Computer Science 318
Operating Systems

Jaswinder P. Singh
Mohammad Shahrad

Fall 2020

General Information | Schedule | Projects | Policies


We believe that the only way to master the knowledge of operating systems is to build a real operating system kernel. The six projects in this course are designed to do exactly that. At the end of the class, you will have a small, real operating system kernel. This set of projects was co-developed with colleagues at University of Tromsø in Norway and has been used in other institutions such as Yale.

Students will be paired in working groups for the projects. You will be regrouped after three projects.
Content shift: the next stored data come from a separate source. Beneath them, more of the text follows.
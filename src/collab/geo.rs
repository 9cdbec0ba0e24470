//! Location extraction over Togolese cities

use crate::record::GeoInfo;
use crate::text::{contains_word, fold_accents};
use regex::Regex;
use std::sync::LazyLock;

/// Capability to derive location details from free text
pub trait GeoLocator: Send + Sync {
    fn locate(&self, text: &str) -> GeoInfo;
}

/// A known city
#[derive(Debug, Clone, Copy)]
struct City {
    name: &'static str,
    region: &'static str,
    latitude: f64,
    longitude: f64,
    /// Accent-folded spellings, the canonical one first
    spellings: &'static [&'static str],
}

const CITIES: &[City] = &[
    City { name: "Lomé", region: "Maritime", latitude: 6.1319, longitude: 1.2228, spellings: &["lome"] },
    City { name: "Kara", region: "Kara", latitude: 9.5511, longitude: 1.1875, spellings: &["kara"] },
    City { name: "Sokodé", region: "Centrale", latitude: 8.9833, longitude: 1.1333, spellings: &["sokode"] },
    City { name: "Kpalimé", region: "Plateaux", latitude: 6.9, longitude: 0.6333, spellings: &["kpalime"] },
    City { name: "Atakpamé", region: "Plateaux", latitude: 7.5333, longitude: 1.1333, spellings: &["atakpame"] },
    City { name: "Bassar", region: "Kara", latitude: 9.25, longitude: 0.7833, spellings: &["bassar", "bassari"] },
    City { name: "Tsévié", region: "Maritime", latitude: 6.4267, longitude: 1.2133, spellings: &["tsevie"] },
    City { name: "Aného", region: "Maritime", latitude: 6.2333, longitude: 1.6, spellings: &["aneho", "anecho"] },
    City { name: "Mango", region: "Savanes", latitude: 10.3553, longitude: 0.4719, spellings: &["mango", "sansanne-mango"] },
    City { name: "Dapaong", region: "Savanes", latitude: 10.8633, longitude: 0.2072, spellings: &["dapaong", "dapango"] },
    City { name: "Niamtougou", region: "Kara", latitude: 9.7681, longitude: 1.1053, spellings: &["niamtougou"] },
    City { name: "Vogan", region: "Maritime", latitude: 6.3333, longitude: 1.5333, spellings: &["vogan"] },
    City { name: "Tabligbo", region: "Maritime", latitude: 6.5833, longitude: 1.5, spellings: &["tabligbo"] },
];

static REMOTE_RE: LazyLock<Regex> = LazyLock::new(|| {
    Regex::new(
        r"\b(?:tele[- ]?travail|travail\s+a\s+distance|full[- ]remote|remote|home[- ]office|distanciel|en\s+ligne)\b",
    )
    .expect("valid regex")
});

/// Gazetteer lookup over a fixed table of Togolese cities
///
/// The first city of the table mentioned in the text wins; the table starts
/// with the capital so that "Lomé" beats a passing mention of a smaller
/// town.
#[derive(Debug, Default, Clone, Copy)]
pub struct GeoExtractor;

impl GeoExtractor {
    pub fn new() -> Self {
        Self
    }
}

impl GeoLocator for GeoExtractor {
    fn locate(&self, text: &str) -> GeoInfo {
        let folded = fold_accents(text);
        let is_remote = REMOTE_RE.is_match(&folded);

        let city = CITIES.iter().find(|city| {
            city.spellings
                .iter()
                .any(|spelling| contains_word(&folded, spelling))
        });

        match city {
            Some(city) => GeoInfo {
                city: Some(city.name.to_string()),
                region: Some(city.region.to_string()),
                latitude: Some(city.latitude),
                longitude: Some(city.longitude),
                is_remote,
            },
            None => GeoInfo {
                is_remote,
                ..GeoInfo::default()
            },
        }
    }
}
Each project has two grading phases: design review and final submission. The goal of design review is to help you start early so our TAs can point out potential mistakes as early as possible. We want to make sure that you can finish the project before it's due so you have time to catch and resolve design errors and avoid frustrating last minute debugging. We don't mind mistakes at this stage; we encourage them. For design review, you should have seriously thought about all aspects of the project so you have a clear idea of what you are going to do. It is a good idea to have started some coding at this stage and for you to have investigated what tools will be necessary and have them working. When you meet with one of us TAs, please be prepared to answer the assigned questions. Your design review will be graded from 0 to 5 points. To conduct a graded design review, each working group or student will meet with a TA for 15 minutes no later than five days before the project is due.
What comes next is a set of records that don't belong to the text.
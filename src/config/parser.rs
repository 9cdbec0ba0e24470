use crate::config::types::Config;
use crate::config::validation::validate;
use crate::ConfigError;
use sha2::{Digest, Sha256};
use std::path::Path;

/// Loads and parses a configuration file from the given path
///
/// # Arguments
///
/// * `path` - Path to the TOML configuration file
///
/// # Returns
///
/// * `Ok(Config)` - Successfully loaded and validated configuration
/// * `Err(ConfigError)` - Failed to load, parse, or validate the configuration
///
/// # Example
///
/// ```no_run
/// use std::path::Path;
/// use offer_harvester::config::load_config;
///
/// let config = load_config(Path::new("harvester.toml")).unwrap();
/// println!("Declared sources: {}", config.sources.len());
/// ```
pub fn load_config(path: &Path) -> Result<Config, ConfigError> {
    // Read the configuration file
    let content = std::fs::read_to_string(path)?;

    // Parse TOML
    let config: Config = toml::from_str(&content)?;

    // Validate the configuration
    validate(&config)?;

    Ok(config)
}

/// Computes a SHA-256 hash of the configuration file content
///
/// The hash is stored with every crawl cycle report, so a change in
/// schemas or cutoff settings between runs can be traced.
///
/// # Arguments
///
/// * `path` - Path to the TOML configuration file
///
/// # Returns
///
/// * `Ok(String)` - Hex-encoded SHA-256 hash of the file content
/// * `Err(ConfigError)` - Failed to read the file
pub fn compute_config_hash(path: &Path) -> Result<String, ConfigError> {
    let content = std::fs::read_to_string(path)?;
    let mut hasher = Sha256::new();
    hasher.update(content.as_bytes());
    let result = hasher.finalize();
    Ok(hex::encode(result))
}

/// Loads a configuration and returns both the config and its hash
///
/// # Arguments
///
/// * `path` - Path to the TOML configuration file
///
/// # Returns
///
/// * `Ok((Config, String))` - Successfully loaded configuration and its hash
/// * `Err(ConfigError)` - Failed to load or parse the configuration
pub fn load_config_with_hash(path: &Path) -> Result<(Config, String), ConfigError> {
    let config = load_config(path)?;
    let hash = compute_config_hash(path)?;
    Ok((config, hash))
}

#[cfg(test)]
mod tests {
    use super::*;
    use std::io::Write;
    use tempfile::NamedTempFile;

    fn create_temp_config(content: &str) -> NamedTempFile {
        let mut file = NamedTempFile::new().unwrap();
        file.write_all(content.as_bytes()).unwrap();
        file.flush().unwrap();
        file
    }

    const BASE_CONFIG: &str = r#"
[user-agent]
crawler-name = "OfferHarvester"
crawler-version = "1.0"
contact-url = "https://example.com/about"
contact-email = "admin@example.com"

[output]
database-path = "./offers.db"
"#;

    #[test]
    fn test_load_minimal_config_uses_defaults() {
        let file = create_temp_config(BASE_CONFIG);
        let config = load_config(file.path()).unwrap();

        assert_eq!(config.crawler.max_age_days, 7);
        assert_eq!(config.crawler.request_timeout_secs, 60);
        assert!(config.crawler.enabled_sources.is_empty());
        assert_eq!(config.user_agent.crawler_name, "OfferHarvester");
        assert!(config.enrichment.is_none());
        assert!(config.sources.is_empty());
    }

    #[test]
    fn test_load_full_config() {
        let config_content = format!(
            r#"
[crawler]
max-age-days = 14
request-timeout-secs = 20
enabled-sources = ["emploitogo_info", "local_board"]
{}
[enrichment]
endpoint = "https://api.example.com/v1"
model = "small-model"
timeout-secs = 10

[[source]]
name = "local_board"
listing-urls = ["https://jobs.example.tg/offres"]
next-page-selector = "a.next"

[source.listing]
base-selector = "article.offer"
url-field = "url"

[[source.listing.fields]]
name = "url"
selector = "h2 a"
type = "attribute"
attribute = "href"

[source.detail]
base-selector = "main"
date-field = "date_posted"

[[source.detail.fields]]
name = "title"
selector = "h1"

[[source.detail.fields]]
name = "date_posted"
selector = "time"

[[source.detail.fields]]
name = "remote_possible"
selector = ".description"
type = "keyword"
keywords = ["télétravail", "remote"]
"#,
            BASE_CONFIG
        );

        let file = create_temp_config(&config_content);
        let config = load_config(file.path()).unwrap();

        assert_eq!(config.crawler.max_age_days, 14);
        assert_eq!(config.crawler.enabled_sources.len(), 2);

        let enrichment = config.enrichment.unwrap();
        assert_eq!(enrichment.model, "small-model");
        assert_eq!(enrichment.api_key_env, "ENRICHMENT_API_KEY");
        assert_eq!(enrichment.timeout_secs, 10);

        assert_eq!(config.sources.len(), 1);
        let source = &config.sources[0];
        assert_eq!(source.next_page_selector.as_deref(), Some("a.next"));
        assert_eq!(source.listing.fields[0].kind, "attribute");
        assert_eq!(source.detail.fields[0].kind, "text");
        assert_eq!(source.detail.fields[2].keywords.len(), 2);
    }

    #[test]
    fn test_load_config_with_invalid_path() {
        let result = load_config(Path::new("/nonexistent/config.toml"));
        assert!(result.is_err());
    }

    #[test]
    fn test_load_config_with_invalid_toml() {
        let config_content = "this is not valid TOML {{{";
        let file = create_temp_config(config_content);
        let result = load_config(file.path());
        assert!(result.is_err());
    }

    #[test]
    fn test_load_config_with_validation_error() {
        let config_content = format!("[crawler]\nmax-age-days = 0\n{}", BASE_CONFIG);

        let file = create_temp_config(&config_content);
        let result = load_config(file.path());
        assert!(result.is_err());
        assert!(matches!(result.unwrap_err(), ConfigError::Validation(_)));
    }

    #[test]
    fn test_hash_tracks_config_content() {
        let file = create_temp_config(BASE_CONFIG);
        let (_, hash) = load_config_with_hash(file.path()).unwrap();

        assert_eq!(hash, compute_config_hash(file.path()).unwrap());
        assert_eq!(hash.len(), 64);

        let changed = create_temp_config(&format!("[crawler]\nmax-age-days = 3\n{}", BASE_CONFIG));
        assert_ne!(hash, compute_config_hash(changed.path()).unwrap());
    }
}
The final submission will be done online, following the specific instructions in each project description. You should include a small README file with your project submission. You should concisely describe your design and implementation. Also, you need to describe what parts work and what parts don't; and how to compile and run your program (if you are not using the Makefile we provided). You don't have to repeat anything you presented in the design review. The TAs will grade the project without correcting your code.
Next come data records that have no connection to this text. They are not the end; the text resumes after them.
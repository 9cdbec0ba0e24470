//! Statistics generation from the harvest database
//!
//! This module provides functionality for extracting and displaying
//! harvest statistics from the storage layer.

use crate::record::Provenance;
use crate::storage::{CycleRecord, HarvestQuery, StorageResult};
use std::collections::BTreeMap;

/// Harvest statistics summary
#[derive(Debug, Clone, PartialEq)]
pub struct HarvestStatistics {
    /// Total number of stored offers
    pub total_offers: u64,

    /// Offer counts per source
    pub offers_by_source: Vec<(String, u64)>,

    /// Offer counts per category
    pub offers_by_category: Vec<(String, u64)>,

    /// Field values per provenance tag
    pub provenance: BTreeMap<Provenance, u64>,

    /// Most recent cycle of every source
    pub latest_cycles: Vec<CycleRecord>,
}

impl HarvestStatistics {
    /// Share of field values resolved by any stage, as a percentage
    pub fn resolution_rate(&self) -> f64 {
        let total: u64 = self.provenance.values().sum();
        if total == 0 {
            return 0.0;
        }
        let unresolved = self
            .provenance
            .get(&Provenance::Unresolved)
            .copied()
            .unwrap_or(0);
        ((total - unresolved) as f64 / total as f64) * 100.0
    }
}

/// Loads statistics from storage
///
/// # Arguments
///
/// * `storage` - The storage backend to query
///
/// # Returns
///
/// * `Ok(HarvestStatistics)` - Successfully loaded statistics
/// * `Err(StorageError)` - Failed to query statistics
pub fn load_statistics(storage: &dyn HarvestQuery) -> StorageResult<HarvestStatistics> {
    Ok(HarvestStatistics {
        total_offers: storage.count_offers()?,
        offers_by_source: storage.offers_by_source()?,
        offers_by_category: storage.offers_by_category()?,
        provenance: storage.provenance_distribution()?,
        latest_cycles: storage.latest_cycles()?,
    })
}

/// Prints statistics to stdout in a formatted manner
///
/// # Arguments
///
/// * `stats` - The statistics to display
pub fn print_statistics(stats: &HarvestStatistics) {
    println!("=== Harvest Statistics ===\n");

    println!("Overview:");
    println!("  Total offers: {}", stats.total_offers);
    println!();

    if !stats.offers_by_source.is_empty() {
        println!("Offers by Source:");
        for (source, count) in &stats.offers_by_source {
            println!("  {}: {}", source, count);
        }
        println!();
    }

    if !stats.offers_by_category.is_empty() {
        println!("Offers by Category:");
        let mut counts: Vec<_> = stats.offers_by_category.iter().collect();
        counts.sort_by(|a, b| b.1.cmp(&a.1));
        for (category, count) in counts {
            println!("  {}: {}", category, count);
        }
        println!();
    }

    let total_values: u64 = stats.provenance.values().sum();
    if total_values > 0 {
        println!("Field Provenance:");
        for (tag, count) in &stats.provenance {
            let percentage = (*count as f64 / total_values as f64) * 100.0;
            println!("  {}: {} ({:.1}%)", tag, count, percentage);
        }
        println!();
    }

    if !stats.latest_cycles.is_empty() {
        println!("Latest Cycles:");
        for cycle in &stats.latest_cycles {
            println!(
                "  {} [{}] {}: {} exported, {} expired, {} errors",
                cycle.source,
                cycle.status.to_db_string(),
                cycle.finished_at.format("%Y-%m-%d %H:%M"),
                cycle.exported,
                cycle.expired,
                cycle.errors
            );
        }
        println!();
    }

    println!("Resolution Rate: {:.1}%", stats.resolution_rate());
}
Normally, we will give the same grade to both students in a working group. If one of the students feels that the other student did more work and deserves more credit, please inform the TA who is in charge of the project by e-mail.

Project 1: Bootloader

Monday 9/7 & Tuesday 9/8, 7:30pm - 8:20pm x86 Assembly Tutorial
Monday 9/14 & Tuesday 9/15, 4:00pm - 7:00pm Design Review
Monday 9/14 & Tuesday 9/15, 7:30pm - 8:20pm Precept 1 [slides, recording]
Sunday 9/20, 11:55pm Project 1 due

Project 2: Non-Preemptive Kernel

Monday 9/28 & Tuesday 9/29, 4:00pm - 7:00pm Design Review
Monday 9/28 & Tuesday 9/29, 7:30pm - 8:20pm Precept 2 [slides, recording]
Sunday 10/4, 11:55pm Project 2 due

Project 3: Preemptive Scheduler

Monday 10/5 & Tuesday 10/6, 7:30pm - 8:20pm Precept 3 [slides, recording]
Wednesday 10/7 & Thursday 10/8, 4:00pm - 7:00pm Design Review
Sunday 10/18, 11:55pm Project 3 due

Project 4: Inter-Process Communication and Process Management

You are required to form new teams for Projects 4, 5, and 6. All teams should have three members and your new team should have no overlap with your previous team, except for yourself.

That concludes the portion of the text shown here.